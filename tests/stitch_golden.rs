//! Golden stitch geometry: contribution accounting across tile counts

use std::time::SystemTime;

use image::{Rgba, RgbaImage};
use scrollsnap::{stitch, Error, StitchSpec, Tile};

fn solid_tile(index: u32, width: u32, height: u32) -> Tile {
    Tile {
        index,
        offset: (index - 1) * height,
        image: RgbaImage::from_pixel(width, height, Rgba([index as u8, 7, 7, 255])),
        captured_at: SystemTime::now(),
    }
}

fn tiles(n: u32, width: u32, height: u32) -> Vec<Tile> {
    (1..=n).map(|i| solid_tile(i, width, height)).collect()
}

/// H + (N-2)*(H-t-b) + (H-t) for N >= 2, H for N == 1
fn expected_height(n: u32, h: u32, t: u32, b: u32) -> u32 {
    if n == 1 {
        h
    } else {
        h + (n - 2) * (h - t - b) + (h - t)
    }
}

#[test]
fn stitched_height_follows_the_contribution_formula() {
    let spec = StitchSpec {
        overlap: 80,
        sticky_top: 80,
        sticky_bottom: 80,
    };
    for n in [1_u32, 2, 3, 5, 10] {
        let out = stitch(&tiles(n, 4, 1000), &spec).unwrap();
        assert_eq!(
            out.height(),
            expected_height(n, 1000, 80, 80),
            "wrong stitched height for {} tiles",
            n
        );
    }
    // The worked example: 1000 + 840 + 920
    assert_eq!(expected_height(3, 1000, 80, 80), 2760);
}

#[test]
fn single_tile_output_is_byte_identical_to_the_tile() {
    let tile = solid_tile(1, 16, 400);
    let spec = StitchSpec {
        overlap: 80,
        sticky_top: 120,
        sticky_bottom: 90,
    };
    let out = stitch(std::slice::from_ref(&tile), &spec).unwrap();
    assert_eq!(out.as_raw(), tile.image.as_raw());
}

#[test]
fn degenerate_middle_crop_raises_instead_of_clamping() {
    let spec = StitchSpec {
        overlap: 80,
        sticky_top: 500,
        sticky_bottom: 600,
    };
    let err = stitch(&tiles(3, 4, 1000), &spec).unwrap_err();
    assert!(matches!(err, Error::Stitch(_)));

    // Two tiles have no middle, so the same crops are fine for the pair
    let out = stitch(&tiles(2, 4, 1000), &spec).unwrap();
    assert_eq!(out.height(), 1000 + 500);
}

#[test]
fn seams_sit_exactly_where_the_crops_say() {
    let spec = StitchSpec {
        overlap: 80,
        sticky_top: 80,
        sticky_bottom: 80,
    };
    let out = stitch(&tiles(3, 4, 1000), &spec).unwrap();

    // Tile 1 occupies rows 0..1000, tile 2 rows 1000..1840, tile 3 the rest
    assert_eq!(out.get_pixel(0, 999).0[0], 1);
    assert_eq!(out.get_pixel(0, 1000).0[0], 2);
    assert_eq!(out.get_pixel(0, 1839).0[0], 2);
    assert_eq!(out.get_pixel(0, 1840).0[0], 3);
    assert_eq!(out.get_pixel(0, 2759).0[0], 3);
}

——

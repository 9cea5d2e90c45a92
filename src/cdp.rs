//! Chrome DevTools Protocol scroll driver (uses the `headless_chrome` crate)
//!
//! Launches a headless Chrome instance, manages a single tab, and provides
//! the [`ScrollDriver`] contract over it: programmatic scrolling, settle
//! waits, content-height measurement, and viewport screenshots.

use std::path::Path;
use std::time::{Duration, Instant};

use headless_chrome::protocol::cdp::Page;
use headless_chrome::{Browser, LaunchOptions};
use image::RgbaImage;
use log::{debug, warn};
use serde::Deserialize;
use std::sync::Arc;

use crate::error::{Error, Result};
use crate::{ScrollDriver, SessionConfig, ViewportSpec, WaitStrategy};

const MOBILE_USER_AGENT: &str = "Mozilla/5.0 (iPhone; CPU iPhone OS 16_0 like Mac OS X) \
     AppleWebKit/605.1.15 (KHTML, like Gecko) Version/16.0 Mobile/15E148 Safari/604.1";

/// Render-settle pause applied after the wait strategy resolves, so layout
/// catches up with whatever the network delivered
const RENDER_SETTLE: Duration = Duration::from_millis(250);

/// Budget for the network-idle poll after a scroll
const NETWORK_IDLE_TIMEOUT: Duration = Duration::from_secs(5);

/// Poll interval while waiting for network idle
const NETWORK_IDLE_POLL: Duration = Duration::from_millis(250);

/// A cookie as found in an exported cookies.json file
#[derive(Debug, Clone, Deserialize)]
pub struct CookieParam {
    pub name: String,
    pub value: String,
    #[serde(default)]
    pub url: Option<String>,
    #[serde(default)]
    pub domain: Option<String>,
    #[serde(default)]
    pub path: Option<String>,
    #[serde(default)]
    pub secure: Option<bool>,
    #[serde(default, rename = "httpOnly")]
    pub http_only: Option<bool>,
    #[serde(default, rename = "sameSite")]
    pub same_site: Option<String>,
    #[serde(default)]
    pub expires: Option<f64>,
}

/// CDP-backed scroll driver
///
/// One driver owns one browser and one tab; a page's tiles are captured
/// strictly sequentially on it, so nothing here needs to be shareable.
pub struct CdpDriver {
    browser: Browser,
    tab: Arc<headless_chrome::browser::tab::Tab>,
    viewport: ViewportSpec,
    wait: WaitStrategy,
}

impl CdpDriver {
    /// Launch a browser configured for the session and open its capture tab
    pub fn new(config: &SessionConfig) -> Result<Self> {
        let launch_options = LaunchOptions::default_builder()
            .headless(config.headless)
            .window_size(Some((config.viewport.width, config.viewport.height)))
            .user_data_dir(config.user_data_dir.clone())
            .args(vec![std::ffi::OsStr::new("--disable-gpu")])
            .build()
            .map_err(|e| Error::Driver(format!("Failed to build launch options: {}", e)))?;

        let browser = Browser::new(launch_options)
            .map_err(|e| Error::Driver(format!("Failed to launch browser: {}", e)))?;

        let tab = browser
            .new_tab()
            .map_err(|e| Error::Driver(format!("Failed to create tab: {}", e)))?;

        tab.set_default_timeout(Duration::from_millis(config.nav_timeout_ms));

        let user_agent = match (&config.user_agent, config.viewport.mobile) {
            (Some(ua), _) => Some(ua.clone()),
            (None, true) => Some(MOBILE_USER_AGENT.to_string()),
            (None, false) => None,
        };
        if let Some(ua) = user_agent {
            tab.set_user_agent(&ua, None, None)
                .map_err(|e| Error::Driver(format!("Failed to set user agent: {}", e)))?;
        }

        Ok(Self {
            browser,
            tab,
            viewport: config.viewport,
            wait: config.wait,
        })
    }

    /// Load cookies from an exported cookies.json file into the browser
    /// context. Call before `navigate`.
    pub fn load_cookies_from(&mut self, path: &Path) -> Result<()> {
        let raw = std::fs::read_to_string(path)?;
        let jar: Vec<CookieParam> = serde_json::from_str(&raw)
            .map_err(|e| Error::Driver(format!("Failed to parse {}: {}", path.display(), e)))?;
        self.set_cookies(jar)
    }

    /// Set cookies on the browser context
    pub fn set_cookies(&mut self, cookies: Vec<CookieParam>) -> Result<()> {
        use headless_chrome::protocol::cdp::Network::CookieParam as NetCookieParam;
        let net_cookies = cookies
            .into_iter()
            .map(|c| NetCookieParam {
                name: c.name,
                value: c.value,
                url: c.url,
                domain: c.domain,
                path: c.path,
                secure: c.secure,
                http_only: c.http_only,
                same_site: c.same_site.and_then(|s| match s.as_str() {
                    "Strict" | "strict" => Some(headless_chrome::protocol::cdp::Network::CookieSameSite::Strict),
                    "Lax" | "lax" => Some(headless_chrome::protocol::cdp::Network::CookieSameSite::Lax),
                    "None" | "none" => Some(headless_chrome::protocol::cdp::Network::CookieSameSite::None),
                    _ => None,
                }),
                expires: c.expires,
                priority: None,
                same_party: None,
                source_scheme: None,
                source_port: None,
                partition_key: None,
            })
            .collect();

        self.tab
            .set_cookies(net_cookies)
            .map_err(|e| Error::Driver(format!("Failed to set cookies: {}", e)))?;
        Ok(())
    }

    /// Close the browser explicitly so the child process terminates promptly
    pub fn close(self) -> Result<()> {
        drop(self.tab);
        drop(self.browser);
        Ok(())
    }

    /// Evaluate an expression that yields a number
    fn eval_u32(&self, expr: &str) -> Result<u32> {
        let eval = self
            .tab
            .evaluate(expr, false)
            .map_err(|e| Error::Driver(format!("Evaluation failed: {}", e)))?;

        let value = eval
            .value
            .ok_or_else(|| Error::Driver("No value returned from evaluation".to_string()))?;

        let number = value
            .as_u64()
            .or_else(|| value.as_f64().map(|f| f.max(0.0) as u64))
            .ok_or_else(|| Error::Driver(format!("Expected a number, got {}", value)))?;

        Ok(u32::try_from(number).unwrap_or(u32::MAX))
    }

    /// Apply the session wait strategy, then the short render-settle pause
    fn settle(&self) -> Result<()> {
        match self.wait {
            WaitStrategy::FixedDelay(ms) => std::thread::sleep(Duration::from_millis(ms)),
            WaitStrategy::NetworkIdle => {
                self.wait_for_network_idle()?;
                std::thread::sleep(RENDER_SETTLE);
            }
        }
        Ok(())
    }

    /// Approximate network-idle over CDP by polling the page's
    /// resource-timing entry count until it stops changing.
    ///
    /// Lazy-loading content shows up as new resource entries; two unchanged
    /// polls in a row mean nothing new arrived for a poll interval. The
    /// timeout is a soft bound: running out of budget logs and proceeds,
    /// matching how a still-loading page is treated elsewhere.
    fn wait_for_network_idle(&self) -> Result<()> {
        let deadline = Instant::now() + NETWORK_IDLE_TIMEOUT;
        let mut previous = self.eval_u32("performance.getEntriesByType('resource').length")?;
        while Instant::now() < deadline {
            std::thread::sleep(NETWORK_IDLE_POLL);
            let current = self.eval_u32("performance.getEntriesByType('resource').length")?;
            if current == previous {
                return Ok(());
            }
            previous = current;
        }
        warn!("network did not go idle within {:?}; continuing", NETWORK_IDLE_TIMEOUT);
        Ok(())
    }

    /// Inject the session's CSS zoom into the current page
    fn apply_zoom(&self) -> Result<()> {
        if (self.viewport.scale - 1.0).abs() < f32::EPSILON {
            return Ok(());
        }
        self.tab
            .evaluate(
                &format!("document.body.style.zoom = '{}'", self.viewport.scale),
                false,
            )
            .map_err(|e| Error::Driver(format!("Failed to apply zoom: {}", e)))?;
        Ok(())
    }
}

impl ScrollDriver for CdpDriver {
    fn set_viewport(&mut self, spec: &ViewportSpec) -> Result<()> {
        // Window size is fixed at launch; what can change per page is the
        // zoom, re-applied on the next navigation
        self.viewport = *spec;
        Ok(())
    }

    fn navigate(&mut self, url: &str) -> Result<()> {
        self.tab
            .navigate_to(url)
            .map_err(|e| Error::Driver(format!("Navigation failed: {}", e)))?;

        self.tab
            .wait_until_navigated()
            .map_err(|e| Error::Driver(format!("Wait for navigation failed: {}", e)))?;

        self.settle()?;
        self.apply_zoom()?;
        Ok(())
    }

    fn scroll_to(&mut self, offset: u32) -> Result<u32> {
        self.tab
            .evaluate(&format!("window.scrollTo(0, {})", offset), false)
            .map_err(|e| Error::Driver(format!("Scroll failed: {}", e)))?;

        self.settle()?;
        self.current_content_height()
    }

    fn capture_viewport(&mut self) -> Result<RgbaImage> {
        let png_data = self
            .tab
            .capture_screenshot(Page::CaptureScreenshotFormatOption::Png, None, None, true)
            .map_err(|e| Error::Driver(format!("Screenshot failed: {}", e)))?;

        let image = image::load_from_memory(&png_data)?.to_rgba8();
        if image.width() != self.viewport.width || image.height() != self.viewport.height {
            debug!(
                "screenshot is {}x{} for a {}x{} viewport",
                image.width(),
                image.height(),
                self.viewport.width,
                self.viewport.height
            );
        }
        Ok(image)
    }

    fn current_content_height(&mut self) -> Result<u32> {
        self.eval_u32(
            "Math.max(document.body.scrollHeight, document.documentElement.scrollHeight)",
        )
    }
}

——

* Assignment *
In the listing, how many lines hold "loading"? Answer with a bare number.

* Exercise response *
2